**Directions**
Look for the string "hello" in the listing below, then copy every line that has it.

**Information**
::::::::::
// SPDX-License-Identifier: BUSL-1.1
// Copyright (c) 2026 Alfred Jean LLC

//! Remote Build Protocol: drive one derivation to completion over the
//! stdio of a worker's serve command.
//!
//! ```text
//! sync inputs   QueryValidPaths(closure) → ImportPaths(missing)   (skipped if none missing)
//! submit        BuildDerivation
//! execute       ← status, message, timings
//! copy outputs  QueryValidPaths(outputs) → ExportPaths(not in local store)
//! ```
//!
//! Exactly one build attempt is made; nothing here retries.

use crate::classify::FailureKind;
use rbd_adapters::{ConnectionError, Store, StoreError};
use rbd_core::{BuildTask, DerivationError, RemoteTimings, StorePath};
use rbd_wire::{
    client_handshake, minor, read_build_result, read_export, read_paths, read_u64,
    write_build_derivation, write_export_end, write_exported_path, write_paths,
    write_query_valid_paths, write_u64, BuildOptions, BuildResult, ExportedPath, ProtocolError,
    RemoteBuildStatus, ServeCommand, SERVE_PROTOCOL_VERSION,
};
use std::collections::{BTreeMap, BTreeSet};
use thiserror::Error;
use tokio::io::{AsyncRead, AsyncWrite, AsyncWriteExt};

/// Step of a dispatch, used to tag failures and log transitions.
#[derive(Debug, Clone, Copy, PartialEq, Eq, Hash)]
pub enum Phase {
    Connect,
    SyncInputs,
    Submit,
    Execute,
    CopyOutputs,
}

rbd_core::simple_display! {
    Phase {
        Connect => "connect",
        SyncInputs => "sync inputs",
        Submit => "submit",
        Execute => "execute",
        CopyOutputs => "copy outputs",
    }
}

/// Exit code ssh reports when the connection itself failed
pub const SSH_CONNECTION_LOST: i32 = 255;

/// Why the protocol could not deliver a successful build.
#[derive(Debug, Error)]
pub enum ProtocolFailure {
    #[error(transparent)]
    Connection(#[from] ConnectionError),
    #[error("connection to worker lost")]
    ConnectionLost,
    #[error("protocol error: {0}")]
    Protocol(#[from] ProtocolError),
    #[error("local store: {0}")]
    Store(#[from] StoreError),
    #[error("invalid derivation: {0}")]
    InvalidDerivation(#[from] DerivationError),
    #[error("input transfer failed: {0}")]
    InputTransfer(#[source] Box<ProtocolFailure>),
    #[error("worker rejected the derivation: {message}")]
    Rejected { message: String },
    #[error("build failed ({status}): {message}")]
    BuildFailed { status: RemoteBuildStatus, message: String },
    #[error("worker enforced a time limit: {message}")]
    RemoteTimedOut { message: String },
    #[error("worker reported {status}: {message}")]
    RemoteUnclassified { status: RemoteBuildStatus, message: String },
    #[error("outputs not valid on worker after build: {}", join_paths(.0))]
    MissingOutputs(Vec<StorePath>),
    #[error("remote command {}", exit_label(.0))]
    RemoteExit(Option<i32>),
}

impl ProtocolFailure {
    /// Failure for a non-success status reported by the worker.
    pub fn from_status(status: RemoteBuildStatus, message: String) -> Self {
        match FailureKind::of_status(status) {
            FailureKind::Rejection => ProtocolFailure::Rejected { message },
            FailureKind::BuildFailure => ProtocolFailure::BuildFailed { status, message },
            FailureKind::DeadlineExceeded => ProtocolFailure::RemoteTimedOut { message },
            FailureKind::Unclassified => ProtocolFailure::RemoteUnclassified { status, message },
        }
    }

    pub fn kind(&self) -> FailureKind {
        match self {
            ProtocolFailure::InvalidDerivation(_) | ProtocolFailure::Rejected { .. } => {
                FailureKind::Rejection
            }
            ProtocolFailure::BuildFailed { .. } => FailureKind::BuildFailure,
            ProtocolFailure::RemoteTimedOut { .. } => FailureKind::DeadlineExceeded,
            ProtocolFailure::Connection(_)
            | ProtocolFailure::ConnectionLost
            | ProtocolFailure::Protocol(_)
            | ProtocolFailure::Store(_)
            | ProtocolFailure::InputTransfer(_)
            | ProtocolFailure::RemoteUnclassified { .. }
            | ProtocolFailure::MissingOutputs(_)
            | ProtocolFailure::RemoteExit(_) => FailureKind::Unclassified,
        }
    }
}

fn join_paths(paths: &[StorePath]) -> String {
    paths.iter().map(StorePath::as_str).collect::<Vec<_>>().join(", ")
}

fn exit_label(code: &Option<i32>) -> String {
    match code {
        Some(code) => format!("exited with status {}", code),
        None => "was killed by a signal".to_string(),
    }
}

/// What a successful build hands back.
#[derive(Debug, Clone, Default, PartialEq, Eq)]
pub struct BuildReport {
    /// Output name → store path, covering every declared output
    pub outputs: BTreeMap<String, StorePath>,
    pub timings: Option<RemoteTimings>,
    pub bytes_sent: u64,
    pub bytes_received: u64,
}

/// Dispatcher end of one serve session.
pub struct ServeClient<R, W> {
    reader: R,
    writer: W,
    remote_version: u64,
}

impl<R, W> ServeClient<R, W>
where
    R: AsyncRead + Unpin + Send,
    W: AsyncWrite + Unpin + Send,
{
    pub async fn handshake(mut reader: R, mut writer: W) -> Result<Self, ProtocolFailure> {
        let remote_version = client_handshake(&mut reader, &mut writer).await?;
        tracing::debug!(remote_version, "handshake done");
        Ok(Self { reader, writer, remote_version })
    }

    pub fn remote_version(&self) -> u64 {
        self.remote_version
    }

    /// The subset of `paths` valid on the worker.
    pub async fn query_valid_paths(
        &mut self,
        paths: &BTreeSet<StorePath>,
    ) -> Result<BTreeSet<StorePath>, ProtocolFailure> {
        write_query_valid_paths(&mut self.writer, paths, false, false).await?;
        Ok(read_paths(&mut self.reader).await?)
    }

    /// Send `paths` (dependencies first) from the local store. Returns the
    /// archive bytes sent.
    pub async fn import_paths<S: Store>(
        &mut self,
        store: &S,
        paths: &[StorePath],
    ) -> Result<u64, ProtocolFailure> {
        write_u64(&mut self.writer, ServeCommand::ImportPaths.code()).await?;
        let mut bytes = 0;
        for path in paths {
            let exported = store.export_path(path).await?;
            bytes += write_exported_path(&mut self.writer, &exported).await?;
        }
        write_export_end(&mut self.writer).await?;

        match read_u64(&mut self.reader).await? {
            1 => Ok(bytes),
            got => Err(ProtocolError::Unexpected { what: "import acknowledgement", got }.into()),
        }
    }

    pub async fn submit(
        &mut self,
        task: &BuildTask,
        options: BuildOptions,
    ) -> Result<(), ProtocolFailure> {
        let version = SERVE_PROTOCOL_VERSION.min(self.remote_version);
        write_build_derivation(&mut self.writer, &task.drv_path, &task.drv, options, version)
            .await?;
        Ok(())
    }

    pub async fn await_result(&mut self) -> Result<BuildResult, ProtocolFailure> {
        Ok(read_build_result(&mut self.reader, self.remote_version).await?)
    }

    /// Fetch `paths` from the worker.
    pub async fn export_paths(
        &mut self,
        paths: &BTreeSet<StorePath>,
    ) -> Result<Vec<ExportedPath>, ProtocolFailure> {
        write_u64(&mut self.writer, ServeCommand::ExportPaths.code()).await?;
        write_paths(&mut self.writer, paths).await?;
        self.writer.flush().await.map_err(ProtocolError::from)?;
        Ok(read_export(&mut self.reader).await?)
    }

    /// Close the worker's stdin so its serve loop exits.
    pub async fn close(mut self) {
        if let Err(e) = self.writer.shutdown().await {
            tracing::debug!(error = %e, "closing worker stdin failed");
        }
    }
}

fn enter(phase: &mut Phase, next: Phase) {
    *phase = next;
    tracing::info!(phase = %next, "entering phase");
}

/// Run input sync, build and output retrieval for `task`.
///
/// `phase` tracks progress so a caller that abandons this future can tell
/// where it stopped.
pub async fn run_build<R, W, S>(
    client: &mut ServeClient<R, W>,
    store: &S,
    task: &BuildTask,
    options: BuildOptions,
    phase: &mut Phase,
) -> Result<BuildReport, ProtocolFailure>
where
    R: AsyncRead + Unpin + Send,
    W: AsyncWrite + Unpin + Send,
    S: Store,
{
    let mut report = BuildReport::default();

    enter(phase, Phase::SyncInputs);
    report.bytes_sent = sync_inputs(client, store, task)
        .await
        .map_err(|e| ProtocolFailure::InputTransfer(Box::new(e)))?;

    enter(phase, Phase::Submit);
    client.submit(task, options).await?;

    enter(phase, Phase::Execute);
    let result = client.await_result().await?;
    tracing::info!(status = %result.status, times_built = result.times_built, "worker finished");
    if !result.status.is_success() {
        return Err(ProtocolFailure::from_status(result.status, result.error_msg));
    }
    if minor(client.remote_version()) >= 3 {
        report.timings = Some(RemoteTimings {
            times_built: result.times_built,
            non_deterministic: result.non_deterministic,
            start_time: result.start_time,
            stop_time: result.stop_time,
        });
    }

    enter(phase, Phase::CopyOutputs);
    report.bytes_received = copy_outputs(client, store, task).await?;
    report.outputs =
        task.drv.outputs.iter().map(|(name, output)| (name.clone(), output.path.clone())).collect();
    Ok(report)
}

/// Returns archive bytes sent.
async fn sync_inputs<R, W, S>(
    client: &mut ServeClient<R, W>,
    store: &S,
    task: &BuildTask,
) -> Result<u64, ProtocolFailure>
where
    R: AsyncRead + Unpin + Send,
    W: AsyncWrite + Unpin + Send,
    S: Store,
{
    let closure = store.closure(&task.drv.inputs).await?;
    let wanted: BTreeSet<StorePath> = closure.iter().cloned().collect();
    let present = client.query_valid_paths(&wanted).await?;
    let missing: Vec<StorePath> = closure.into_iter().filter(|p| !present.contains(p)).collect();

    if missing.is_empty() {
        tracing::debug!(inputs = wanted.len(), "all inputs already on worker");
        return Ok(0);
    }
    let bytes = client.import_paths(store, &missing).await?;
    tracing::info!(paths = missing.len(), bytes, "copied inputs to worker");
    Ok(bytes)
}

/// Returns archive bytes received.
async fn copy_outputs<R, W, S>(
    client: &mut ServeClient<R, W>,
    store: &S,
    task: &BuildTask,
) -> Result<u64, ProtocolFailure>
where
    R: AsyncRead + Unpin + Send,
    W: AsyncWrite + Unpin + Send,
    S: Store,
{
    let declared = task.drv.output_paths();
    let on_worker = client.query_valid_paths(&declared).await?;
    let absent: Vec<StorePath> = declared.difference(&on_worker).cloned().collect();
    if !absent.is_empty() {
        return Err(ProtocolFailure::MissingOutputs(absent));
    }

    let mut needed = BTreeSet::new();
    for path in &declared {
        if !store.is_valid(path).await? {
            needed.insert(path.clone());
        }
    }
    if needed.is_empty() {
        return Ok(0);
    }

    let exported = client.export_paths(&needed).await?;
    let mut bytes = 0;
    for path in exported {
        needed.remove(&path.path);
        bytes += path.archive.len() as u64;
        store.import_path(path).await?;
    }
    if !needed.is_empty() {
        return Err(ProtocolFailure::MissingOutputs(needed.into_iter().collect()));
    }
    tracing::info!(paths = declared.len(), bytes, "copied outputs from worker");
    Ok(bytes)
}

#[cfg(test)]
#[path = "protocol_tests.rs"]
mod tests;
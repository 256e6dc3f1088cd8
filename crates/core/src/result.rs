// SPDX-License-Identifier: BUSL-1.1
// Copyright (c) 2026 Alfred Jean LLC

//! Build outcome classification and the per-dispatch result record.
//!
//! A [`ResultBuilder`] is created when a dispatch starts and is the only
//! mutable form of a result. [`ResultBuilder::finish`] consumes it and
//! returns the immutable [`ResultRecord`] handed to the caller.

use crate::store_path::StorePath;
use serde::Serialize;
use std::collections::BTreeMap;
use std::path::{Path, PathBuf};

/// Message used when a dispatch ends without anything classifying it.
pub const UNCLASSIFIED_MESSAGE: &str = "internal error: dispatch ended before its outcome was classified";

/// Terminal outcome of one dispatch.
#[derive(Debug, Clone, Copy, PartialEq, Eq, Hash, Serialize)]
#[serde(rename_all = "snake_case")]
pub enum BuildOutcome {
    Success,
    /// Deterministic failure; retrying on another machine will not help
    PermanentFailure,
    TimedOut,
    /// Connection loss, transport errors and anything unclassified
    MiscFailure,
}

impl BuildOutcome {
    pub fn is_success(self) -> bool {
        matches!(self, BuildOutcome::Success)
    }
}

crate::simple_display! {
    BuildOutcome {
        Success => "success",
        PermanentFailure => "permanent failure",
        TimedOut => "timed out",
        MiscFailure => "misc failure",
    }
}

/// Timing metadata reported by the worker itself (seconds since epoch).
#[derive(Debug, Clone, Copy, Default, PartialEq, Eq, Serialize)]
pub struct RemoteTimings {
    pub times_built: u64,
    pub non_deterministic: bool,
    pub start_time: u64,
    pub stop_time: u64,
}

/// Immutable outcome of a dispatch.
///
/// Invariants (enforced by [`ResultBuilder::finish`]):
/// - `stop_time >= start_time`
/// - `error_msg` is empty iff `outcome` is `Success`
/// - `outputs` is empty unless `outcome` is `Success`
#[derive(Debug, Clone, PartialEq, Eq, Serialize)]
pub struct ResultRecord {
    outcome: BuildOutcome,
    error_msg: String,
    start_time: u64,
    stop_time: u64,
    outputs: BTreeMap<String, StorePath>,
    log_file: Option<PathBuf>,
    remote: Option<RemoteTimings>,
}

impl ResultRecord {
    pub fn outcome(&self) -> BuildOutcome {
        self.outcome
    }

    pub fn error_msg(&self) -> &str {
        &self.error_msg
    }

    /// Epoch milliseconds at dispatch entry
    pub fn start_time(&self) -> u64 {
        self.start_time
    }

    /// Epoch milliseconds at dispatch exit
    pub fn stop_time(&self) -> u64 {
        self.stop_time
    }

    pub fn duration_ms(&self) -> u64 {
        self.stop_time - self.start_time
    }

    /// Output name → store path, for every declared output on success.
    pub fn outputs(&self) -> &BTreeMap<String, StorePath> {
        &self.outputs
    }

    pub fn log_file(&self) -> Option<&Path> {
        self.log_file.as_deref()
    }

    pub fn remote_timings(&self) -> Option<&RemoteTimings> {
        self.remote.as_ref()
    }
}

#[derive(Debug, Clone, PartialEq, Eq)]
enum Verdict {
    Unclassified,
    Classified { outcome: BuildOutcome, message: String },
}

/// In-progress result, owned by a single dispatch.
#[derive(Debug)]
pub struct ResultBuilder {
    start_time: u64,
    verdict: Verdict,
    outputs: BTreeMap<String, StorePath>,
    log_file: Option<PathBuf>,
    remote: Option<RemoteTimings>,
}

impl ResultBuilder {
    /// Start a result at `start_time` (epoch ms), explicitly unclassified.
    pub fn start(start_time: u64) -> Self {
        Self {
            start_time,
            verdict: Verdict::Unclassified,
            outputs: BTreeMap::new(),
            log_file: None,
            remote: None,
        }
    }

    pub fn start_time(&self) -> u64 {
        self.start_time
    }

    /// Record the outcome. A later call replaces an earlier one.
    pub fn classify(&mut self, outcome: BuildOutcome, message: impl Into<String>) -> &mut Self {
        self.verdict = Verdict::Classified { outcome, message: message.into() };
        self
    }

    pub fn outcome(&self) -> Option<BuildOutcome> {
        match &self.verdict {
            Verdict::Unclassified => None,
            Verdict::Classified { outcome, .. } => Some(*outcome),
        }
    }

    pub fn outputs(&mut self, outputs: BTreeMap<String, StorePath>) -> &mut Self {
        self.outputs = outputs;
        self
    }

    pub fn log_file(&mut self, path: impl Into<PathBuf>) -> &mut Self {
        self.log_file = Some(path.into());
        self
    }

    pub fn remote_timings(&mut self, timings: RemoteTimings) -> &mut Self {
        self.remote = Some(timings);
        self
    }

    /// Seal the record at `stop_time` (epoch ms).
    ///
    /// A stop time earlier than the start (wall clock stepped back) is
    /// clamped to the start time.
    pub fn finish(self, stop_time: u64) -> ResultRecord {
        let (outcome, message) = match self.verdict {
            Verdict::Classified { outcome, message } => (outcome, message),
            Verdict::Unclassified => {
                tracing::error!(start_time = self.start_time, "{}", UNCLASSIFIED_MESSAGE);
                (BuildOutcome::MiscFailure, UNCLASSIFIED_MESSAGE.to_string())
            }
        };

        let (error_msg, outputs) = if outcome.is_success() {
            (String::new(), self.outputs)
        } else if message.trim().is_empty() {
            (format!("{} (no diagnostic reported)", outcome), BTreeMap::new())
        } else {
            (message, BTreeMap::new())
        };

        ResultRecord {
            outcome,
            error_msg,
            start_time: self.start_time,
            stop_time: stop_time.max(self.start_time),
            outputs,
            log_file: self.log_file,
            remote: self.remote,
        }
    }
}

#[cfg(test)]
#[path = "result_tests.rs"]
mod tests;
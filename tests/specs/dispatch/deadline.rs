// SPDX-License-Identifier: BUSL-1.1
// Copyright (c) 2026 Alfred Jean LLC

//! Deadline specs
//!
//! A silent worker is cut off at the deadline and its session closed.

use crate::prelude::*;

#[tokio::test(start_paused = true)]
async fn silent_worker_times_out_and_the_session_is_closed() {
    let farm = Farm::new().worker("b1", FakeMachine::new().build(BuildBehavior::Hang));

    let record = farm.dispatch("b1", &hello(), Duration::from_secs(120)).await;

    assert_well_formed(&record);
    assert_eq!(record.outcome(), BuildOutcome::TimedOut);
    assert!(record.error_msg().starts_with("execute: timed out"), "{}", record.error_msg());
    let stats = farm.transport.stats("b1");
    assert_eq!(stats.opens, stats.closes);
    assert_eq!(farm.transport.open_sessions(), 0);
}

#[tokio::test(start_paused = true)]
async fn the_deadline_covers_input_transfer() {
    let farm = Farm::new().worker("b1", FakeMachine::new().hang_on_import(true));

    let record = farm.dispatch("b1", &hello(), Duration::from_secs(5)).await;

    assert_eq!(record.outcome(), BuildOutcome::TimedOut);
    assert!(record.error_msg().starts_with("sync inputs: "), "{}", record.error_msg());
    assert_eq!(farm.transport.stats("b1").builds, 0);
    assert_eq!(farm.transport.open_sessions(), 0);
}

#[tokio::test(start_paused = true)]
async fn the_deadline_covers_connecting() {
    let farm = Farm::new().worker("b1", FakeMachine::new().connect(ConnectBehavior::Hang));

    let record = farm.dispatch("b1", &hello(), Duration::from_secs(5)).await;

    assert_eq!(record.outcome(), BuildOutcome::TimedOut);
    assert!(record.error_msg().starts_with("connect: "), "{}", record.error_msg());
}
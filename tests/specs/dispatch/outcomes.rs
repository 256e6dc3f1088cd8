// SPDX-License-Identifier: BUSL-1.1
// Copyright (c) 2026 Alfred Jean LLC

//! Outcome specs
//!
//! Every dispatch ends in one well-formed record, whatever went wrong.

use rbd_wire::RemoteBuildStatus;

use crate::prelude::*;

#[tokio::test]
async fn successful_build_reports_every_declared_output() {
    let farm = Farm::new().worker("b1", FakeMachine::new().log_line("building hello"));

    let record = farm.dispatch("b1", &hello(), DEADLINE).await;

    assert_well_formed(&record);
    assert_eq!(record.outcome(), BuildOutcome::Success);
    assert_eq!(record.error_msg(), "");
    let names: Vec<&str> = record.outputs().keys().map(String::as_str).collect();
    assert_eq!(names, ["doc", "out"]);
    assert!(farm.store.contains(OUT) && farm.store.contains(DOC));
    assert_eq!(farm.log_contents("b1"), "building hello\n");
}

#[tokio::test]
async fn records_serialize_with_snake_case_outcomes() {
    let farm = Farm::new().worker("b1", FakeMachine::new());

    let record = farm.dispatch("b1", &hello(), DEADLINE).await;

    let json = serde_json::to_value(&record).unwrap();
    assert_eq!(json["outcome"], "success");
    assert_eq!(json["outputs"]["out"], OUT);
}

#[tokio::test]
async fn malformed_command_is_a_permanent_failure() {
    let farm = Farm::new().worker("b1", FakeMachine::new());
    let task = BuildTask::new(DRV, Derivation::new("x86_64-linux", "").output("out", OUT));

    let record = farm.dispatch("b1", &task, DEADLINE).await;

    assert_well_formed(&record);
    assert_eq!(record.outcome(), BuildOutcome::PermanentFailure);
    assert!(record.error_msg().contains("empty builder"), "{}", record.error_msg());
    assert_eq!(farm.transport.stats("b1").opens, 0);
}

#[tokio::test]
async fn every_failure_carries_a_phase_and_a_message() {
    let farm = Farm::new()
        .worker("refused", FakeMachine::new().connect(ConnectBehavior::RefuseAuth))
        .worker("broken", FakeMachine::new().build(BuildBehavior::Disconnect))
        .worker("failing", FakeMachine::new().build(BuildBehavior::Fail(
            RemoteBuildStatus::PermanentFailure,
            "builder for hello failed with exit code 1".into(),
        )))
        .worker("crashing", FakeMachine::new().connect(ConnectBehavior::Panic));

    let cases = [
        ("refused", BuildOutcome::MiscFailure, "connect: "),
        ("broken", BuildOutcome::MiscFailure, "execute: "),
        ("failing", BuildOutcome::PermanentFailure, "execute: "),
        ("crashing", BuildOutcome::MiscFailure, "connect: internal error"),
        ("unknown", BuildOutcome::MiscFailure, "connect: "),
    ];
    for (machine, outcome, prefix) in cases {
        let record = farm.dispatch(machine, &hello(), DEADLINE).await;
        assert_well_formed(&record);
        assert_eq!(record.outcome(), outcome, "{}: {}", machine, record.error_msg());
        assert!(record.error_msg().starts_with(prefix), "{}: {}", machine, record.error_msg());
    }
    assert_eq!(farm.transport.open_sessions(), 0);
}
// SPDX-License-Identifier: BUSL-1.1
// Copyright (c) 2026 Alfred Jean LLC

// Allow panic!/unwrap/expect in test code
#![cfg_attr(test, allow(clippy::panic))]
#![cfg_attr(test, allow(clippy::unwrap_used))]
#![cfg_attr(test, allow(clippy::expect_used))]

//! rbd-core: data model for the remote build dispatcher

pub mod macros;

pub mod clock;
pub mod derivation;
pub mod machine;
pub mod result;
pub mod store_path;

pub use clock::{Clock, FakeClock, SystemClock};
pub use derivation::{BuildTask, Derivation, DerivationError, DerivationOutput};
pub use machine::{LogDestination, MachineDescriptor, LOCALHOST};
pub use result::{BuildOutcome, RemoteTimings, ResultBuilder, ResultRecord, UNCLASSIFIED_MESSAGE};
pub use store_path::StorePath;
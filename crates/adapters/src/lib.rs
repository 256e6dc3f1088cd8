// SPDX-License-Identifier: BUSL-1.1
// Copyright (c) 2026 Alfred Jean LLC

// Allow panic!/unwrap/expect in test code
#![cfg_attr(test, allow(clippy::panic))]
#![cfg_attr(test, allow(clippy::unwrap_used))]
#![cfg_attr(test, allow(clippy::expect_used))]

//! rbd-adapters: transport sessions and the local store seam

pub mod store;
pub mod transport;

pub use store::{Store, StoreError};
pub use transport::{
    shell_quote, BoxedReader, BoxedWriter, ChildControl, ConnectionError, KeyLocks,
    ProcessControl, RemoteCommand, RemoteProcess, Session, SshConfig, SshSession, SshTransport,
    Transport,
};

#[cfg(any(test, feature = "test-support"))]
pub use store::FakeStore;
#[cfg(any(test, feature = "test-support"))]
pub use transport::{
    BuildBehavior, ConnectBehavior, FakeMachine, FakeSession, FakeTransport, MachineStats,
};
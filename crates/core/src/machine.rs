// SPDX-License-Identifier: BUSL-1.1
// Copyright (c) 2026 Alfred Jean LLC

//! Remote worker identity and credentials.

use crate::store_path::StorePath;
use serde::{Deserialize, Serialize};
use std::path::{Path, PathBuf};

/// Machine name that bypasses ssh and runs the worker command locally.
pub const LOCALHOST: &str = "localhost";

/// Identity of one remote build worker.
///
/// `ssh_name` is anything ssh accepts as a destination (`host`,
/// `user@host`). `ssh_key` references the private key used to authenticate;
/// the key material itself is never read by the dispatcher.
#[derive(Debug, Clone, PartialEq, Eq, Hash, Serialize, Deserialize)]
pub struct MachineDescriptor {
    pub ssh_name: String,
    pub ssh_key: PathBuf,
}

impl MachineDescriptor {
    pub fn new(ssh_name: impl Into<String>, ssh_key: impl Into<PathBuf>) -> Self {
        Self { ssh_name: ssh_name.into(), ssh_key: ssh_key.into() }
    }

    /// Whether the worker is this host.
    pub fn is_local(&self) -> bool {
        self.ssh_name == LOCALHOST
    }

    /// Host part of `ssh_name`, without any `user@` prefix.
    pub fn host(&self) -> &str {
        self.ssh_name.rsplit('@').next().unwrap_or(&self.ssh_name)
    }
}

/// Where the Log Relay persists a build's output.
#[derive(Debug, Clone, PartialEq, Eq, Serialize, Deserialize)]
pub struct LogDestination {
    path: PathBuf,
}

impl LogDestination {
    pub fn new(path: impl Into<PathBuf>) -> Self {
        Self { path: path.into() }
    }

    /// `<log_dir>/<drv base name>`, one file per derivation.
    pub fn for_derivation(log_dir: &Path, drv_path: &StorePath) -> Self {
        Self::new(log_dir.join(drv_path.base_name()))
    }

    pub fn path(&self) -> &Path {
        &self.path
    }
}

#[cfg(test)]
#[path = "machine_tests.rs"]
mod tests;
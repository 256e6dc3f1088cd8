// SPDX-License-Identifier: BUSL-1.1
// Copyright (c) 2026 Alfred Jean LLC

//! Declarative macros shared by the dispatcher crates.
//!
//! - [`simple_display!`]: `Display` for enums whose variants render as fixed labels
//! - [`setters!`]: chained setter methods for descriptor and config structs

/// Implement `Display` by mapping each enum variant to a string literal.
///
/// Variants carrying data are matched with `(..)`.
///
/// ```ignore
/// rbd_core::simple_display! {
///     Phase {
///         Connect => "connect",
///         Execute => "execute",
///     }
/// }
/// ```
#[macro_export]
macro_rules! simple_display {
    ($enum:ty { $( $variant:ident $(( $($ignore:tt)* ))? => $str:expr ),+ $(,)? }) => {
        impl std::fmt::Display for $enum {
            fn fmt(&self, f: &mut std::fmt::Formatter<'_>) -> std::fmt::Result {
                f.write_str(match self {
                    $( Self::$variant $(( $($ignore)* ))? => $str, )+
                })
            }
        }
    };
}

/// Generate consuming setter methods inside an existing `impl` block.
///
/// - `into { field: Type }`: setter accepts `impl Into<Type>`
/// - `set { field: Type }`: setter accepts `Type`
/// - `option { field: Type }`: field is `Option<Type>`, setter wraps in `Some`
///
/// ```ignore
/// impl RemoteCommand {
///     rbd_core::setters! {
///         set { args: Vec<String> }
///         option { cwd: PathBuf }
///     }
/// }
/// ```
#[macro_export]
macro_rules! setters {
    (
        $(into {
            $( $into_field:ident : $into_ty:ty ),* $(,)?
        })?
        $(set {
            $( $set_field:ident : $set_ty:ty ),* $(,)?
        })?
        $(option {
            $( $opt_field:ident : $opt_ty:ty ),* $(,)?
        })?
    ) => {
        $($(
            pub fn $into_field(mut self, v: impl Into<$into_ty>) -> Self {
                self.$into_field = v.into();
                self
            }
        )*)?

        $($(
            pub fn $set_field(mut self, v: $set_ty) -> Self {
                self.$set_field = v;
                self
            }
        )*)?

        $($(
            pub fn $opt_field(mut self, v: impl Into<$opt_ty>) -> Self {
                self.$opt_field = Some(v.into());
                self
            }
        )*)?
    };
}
::::::::::
**Answer box**
    let record = farm.dispatch("b1", &hello(), Duration::from_secs(120)).await;
    let record = farm.dispatch("b1", &hello(), Duration::from_secs(5)).await;
    let record = farm.dispatch("b1", &hello(), Duration::from_secs(5)).await;
    let farm = Farm::new().worker("b1", FakeMachine::new().log_line("building hello"));
    let record = farm.dispatch("b1", &hello(), DEADLINE).await;
    assert_eq!(farm.log_contents("b1"), "building hello\n");
    let record = farm.dispatch("b1", &hello(), DEADLINE).await;
            "builder for hello failed with exit code 1".into(),
        let record = farm.dispatch(machine, &hello(), DEADLINE).await;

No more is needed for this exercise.